(What you need to do): Each line from the material with the word "offset" in it must be copied.

(Information provided):
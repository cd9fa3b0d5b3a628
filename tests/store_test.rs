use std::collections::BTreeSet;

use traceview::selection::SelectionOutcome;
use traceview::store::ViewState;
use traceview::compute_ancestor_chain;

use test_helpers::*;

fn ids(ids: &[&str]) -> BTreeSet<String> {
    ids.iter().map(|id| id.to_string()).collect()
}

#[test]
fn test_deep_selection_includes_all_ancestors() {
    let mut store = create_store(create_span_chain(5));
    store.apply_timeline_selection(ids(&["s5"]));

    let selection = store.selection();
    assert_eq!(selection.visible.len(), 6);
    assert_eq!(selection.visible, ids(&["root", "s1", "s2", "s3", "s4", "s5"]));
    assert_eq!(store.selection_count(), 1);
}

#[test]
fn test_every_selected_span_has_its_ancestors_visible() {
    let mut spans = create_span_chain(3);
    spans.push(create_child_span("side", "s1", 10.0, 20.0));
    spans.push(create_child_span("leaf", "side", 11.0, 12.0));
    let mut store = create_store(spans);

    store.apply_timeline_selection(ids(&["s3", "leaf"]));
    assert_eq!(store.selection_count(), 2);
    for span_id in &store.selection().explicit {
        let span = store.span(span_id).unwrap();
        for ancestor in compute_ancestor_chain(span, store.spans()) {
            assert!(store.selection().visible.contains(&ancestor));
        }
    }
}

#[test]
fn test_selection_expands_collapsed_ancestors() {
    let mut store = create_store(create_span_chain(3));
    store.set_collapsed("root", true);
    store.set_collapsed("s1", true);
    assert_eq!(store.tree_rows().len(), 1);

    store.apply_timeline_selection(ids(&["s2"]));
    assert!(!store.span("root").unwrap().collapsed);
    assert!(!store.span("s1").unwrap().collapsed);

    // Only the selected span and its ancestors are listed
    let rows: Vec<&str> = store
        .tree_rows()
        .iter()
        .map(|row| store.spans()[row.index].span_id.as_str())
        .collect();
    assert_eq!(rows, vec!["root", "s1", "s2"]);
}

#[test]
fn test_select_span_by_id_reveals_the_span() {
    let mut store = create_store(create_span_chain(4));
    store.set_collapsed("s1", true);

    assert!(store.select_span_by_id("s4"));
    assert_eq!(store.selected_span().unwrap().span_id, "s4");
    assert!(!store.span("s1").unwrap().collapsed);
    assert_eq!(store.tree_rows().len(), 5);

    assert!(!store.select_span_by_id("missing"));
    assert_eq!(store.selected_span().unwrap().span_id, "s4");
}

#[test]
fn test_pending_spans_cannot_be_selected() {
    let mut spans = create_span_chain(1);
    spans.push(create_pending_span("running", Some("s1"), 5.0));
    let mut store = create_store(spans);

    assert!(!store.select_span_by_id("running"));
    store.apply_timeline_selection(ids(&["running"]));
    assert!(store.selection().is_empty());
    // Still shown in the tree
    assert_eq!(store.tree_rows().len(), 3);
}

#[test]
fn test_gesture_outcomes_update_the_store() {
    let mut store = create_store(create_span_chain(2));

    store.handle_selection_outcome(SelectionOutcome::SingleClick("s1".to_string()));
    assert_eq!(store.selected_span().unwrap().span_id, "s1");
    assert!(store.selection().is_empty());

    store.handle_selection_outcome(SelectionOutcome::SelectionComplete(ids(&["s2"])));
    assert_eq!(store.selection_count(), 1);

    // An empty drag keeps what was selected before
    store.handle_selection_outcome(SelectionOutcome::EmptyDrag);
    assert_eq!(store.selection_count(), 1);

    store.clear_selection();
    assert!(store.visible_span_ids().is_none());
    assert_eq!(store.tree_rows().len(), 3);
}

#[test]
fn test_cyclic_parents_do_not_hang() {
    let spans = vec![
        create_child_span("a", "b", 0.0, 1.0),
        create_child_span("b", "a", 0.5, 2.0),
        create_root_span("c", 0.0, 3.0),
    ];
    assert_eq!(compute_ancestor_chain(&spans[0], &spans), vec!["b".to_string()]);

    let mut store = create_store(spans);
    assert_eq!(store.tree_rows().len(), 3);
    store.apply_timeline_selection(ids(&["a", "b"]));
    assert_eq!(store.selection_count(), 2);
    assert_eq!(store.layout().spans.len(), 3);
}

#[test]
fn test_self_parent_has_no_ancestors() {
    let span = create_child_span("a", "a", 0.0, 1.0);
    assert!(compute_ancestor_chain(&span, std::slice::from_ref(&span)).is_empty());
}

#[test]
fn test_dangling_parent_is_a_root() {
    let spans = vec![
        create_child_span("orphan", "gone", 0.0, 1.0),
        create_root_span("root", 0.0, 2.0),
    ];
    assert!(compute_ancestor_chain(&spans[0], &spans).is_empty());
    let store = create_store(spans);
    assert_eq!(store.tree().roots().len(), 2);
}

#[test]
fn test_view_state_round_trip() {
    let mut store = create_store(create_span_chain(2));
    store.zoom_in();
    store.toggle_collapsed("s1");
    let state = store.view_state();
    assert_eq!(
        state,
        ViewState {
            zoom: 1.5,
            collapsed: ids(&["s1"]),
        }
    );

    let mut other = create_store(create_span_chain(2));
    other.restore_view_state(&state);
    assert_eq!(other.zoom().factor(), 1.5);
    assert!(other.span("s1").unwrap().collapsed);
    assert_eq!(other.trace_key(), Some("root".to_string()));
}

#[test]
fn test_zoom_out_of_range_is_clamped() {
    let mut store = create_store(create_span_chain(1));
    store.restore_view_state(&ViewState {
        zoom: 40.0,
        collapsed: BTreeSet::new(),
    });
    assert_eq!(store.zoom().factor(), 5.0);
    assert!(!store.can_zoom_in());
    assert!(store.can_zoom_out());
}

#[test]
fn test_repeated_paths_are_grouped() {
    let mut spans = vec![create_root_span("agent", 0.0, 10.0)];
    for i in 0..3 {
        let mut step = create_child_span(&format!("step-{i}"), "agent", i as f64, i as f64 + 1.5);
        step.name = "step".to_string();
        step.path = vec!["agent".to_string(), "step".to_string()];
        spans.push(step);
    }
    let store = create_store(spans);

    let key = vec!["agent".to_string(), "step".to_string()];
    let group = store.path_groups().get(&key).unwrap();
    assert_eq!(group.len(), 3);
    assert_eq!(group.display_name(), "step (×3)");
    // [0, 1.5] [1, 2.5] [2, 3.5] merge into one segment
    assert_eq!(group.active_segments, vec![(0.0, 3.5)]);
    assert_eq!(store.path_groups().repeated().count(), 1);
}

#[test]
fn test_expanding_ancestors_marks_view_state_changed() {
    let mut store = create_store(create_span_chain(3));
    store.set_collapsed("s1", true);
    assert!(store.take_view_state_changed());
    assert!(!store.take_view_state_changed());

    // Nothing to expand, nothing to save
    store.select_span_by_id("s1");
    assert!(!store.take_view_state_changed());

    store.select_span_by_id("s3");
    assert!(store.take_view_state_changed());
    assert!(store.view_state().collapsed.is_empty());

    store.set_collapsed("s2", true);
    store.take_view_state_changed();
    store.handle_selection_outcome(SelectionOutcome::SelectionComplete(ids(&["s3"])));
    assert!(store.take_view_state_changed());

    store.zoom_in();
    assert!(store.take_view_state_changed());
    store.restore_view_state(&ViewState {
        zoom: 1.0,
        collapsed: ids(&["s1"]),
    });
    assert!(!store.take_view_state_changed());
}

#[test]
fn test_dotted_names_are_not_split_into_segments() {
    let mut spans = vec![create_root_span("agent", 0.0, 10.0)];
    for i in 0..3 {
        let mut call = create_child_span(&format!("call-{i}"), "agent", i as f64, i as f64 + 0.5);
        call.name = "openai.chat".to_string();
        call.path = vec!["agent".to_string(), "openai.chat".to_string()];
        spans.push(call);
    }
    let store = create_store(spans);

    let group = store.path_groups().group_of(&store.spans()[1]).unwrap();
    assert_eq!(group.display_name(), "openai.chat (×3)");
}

* * *

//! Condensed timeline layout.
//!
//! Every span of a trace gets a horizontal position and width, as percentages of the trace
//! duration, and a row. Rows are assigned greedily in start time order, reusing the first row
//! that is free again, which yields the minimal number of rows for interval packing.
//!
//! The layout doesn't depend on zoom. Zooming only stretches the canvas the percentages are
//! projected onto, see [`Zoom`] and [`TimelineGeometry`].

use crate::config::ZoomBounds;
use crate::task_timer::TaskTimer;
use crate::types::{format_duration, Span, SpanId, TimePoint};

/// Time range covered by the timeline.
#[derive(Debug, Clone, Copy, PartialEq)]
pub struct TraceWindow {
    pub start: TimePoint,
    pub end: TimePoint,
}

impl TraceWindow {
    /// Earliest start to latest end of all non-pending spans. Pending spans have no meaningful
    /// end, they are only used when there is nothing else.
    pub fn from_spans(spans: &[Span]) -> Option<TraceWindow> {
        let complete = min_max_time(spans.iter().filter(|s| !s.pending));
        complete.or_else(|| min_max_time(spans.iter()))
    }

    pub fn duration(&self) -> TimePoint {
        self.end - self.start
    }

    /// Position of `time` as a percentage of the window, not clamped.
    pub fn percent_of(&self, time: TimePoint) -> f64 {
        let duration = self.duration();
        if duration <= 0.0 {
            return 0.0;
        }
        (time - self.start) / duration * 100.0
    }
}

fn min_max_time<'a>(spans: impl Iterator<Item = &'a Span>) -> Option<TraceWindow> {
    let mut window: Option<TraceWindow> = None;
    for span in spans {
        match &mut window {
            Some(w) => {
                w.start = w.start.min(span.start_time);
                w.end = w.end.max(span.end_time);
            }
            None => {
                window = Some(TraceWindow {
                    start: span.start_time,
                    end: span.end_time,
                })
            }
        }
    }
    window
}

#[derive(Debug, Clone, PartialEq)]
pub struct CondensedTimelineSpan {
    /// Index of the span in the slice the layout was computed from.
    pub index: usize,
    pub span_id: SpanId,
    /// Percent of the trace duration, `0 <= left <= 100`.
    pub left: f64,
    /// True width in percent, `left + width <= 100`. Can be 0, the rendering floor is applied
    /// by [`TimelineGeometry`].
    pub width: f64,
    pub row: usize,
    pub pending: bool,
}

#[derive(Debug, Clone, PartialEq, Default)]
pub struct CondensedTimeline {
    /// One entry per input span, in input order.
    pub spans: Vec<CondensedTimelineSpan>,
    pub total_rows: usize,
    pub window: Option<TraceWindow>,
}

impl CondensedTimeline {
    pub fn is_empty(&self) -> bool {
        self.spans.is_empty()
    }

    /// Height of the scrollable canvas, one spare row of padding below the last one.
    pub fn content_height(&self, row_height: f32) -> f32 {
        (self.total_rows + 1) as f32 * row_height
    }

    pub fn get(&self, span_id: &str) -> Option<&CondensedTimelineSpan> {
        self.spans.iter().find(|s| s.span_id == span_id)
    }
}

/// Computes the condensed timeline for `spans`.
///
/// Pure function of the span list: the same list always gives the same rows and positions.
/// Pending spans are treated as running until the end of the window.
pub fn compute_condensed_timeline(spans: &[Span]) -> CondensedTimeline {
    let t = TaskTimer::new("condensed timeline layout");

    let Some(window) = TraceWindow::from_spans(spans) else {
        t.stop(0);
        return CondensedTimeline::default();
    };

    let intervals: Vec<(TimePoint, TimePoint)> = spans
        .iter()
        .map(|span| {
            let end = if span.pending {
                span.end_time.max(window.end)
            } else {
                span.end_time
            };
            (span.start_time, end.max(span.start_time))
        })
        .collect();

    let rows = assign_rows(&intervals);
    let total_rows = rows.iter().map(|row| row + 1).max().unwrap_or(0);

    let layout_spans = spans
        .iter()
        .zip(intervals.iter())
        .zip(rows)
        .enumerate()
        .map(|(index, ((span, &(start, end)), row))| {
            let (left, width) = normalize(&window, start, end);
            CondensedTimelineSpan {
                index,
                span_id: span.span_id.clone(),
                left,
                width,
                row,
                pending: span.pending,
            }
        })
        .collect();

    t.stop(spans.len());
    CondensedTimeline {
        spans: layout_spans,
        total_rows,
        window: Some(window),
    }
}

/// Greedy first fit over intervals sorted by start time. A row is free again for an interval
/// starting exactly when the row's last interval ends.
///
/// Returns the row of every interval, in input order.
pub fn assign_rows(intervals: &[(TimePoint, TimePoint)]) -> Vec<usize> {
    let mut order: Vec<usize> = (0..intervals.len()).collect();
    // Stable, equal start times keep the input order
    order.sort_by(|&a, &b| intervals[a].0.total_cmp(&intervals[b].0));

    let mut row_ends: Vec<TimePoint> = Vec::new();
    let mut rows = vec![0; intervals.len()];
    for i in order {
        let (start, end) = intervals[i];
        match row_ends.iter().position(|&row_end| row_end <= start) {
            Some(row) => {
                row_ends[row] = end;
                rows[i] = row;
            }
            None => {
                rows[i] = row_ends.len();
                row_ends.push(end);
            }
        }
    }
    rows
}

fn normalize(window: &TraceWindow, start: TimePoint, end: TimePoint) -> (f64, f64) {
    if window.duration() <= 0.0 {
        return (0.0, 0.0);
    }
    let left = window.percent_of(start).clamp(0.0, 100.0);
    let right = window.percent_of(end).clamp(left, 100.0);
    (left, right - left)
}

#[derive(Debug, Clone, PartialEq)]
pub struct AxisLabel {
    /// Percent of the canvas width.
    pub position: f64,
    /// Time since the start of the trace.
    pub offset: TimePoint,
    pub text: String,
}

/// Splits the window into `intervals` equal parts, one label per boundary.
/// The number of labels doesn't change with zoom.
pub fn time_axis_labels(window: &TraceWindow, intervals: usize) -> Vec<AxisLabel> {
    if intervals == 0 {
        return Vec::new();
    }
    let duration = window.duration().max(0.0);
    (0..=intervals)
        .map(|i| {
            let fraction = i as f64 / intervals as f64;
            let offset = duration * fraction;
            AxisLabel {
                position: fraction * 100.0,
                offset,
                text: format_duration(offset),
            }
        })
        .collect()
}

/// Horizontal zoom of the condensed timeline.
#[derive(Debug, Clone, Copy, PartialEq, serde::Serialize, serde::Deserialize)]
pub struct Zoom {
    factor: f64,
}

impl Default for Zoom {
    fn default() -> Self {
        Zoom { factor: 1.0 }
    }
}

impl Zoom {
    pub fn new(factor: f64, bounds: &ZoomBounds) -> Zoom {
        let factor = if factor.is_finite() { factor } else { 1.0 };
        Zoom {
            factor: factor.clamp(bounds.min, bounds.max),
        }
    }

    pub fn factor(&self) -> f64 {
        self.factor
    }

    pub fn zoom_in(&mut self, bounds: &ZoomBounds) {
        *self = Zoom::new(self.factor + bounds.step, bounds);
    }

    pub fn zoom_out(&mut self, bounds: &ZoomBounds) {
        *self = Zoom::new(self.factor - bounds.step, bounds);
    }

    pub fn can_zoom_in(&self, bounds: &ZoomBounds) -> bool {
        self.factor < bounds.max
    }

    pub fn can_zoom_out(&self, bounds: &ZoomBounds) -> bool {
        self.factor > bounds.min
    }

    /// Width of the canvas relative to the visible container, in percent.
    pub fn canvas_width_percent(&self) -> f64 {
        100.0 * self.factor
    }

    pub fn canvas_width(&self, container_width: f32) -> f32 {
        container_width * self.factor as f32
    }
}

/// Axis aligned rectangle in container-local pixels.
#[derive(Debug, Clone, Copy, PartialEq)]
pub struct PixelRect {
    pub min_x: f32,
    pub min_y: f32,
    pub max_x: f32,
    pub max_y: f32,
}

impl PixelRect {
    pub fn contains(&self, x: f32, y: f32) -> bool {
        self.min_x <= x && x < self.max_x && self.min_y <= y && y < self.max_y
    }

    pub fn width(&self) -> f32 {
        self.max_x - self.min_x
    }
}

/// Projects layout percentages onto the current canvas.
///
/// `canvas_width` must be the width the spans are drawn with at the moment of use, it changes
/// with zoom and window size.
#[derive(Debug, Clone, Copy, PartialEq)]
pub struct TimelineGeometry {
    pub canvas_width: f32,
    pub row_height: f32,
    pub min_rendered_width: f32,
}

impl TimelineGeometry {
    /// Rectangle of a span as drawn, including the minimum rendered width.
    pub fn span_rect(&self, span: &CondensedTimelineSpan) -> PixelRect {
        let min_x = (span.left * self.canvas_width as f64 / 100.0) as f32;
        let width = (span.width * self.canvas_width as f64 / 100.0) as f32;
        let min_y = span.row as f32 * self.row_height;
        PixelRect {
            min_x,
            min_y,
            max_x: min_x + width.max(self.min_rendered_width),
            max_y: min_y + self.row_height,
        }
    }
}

(Finished exercise):
    pub offset: TimePoint,
            let offset = duration * fraction;
                offset,
                text: format_duration(offset),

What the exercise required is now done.